* EXERCISE
Scan the listing below for the word "info", then copy each line that has it.

* TASK INPUTS
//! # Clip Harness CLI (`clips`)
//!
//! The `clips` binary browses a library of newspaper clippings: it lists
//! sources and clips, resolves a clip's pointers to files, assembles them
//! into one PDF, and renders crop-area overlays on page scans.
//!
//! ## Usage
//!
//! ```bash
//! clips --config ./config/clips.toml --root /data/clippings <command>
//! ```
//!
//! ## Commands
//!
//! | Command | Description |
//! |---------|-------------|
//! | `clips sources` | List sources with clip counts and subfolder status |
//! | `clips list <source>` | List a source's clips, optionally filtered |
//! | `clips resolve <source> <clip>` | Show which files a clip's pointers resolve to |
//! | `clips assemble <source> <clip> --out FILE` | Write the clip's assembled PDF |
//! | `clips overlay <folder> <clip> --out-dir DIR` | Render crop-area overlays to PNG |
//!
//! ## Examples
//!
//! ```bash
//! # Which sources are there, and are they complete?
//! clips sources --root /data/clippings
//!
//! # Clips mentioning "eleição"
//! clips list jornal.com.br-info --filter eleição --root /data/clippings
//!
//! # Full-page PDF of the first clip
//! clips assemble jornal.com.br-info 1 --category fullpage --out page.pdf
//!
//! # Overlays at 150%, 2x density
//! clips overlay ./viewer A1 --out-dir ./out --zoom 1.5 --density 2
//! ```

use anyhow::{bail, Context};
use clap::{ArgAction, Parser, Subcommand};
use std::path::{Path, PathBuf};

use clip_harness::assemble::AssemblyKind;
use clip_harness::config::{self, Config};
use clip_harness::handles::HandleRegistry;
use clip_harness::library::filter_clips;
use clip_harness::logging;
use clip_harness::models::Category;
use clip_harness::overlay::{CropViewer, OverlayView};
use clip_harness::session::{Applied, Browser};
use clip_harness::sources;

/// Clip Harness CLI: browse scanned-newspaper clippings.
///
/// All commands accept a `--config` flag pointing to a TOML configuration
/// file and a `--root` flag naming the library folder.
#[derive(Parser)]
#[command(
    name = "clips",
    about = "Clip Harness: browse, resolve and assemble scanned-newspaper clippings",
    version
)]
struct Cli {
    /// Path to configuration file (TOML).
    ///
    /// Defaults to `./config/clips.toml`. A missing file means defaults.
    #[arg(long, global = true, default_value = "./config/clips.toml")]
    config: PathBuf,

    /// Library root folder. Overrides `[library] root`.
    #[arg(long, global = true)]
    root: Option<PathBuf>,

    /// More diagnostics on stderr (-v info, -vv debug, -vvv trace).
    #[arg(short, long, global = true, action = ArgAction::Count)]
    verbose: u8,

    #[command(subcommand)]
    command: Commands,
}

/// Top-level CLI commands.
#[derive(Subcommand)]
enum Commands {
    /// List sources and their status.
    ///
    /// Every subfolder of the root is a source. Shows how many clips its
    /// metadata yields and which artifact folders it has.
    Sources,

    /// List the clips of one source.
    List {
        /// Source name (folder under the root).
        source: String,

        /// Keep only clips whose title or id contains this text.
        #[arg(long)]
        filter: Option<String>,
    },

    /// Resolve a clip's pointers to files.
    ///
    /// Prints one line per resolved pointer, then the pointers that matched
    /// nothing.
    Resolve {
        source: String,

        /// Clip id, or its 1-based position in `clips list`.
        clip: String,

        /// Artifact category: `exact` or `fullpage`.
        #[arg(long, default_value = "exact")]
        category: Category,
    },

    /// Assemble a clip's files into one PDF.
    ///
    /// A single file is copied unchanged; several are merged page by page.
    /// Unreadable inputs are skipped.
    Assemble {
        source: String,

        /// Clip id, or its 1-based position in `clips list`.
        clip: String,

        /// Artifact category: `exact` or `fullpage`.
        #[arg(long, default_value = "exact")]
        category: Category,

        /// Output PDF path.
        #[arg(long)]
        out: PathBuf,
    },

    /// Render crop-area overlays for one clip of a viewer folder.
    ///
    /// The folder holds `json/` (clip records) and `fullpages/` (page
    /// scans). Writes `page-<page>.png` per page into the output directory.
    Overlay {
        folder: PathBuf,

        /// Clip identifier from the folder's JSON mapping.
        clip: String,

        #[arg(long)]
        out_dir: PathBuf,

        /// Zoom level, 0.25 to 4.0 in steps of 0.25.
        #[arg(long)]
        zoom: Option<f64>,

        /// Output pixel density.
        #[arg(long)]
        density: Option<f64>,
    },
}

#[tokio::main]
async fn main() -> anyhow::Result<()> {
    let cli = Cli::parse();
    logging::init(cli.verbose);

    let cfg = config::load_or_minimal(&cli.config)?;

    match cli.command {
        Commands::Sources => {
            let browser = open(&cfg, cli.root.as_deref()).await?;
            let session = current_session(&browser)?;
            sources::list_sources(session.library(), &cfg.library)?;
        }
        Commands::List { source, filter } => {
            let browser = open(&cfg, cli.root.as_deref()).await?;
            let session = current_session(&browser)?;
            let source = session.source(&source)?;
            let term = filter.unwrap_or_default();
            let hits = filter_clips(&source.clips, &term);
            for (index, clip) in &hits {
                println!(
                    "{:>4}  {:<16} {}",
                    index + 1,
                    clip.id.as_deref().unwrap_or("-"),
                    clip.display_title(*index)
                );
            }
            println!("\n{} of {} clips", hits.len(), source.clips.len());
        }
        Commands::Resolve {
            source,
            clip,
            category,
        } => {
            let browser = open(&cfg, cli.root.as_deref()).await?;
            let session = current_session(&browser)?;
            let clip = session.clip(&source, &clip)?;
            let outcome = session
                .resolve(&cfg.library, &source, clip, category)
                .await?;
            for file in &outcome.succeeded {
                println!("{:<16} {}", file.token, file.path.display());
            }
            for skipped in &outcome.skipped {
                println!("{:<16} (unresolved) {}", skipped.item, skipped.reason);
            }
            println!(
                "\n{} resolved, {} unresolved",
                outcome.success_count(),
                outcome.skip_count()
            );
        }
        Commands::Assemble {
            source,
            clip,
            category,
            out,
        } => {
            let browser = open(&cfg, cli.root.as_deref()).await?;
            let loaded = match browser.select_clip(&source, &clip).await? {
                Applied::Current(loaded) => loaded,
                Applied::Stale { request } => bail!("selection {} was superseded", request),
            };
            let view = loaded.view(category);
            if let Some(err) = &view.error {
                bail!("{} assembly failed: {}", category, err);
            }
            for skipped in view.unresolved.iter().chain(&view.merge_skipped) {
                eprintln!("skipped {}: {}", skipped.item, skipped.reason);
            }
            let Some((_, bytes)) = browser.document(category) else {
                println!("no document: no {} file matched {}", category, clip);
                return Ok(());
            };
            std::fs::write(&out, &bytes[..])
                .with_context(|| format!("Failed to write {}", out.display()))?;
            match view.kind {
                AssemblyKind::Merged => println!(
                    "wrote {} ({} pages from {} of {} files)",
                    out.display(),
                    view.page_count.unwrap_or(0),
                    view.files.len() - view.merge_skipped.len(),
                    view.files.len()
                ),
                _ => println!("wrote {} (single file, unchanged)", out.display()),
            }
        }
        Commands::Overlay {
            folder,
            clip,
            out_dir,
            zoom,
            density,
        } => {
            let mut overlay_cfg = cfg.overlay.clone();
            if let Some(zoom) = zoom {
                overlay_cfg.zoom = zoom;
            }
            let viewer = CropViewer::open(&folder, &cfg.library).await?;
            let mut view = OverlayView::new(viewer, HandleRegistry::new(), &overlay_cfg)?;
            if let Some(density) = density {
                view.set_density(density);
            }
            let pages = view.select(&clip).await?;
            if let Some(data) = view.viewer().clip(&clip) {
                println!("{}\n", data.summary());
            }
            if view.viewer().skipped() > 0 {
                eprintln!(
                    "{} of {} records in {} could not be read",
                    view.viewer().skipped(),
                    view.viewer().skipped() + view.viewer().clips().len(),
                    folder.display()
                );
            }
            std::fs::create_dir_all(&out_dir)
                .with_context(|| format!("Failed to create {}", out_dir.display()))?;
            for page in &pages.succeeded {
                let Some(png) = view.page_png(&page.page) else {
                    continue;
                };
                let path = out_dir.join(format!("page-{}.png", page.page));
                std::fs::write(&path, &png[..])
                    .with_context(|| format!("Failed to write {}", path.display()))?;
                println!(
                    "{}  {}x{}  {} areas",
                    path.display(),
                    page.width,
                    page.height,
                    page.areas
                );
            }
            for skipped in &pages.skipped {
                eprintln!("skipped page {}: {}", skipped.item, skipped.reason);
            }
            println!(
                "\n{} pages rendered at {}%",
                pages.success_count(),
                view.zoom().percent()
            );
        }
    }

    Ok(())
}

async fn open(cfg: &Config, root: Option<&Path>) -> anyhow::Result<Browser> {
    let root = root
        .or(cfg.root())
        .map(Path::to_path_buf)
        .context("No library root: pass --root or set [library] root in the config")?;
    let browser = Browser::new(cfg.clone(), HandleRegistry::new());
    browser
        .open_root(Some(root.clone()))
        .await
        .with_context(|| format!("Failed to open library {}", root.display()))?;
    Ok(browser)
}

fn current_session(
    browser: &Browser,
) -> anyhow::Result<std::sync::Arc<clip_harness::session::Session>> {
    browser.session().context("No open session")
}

* RESPONSE BOX
//! clips list jornal.com.br-info --filter eleição --root /data/clippings
//! clips assemble jornal.com.br-info 1 --category fullpage --out page.pdf
    /// More diagnostics on stderr (-v info, -vv debug, -vvv trace).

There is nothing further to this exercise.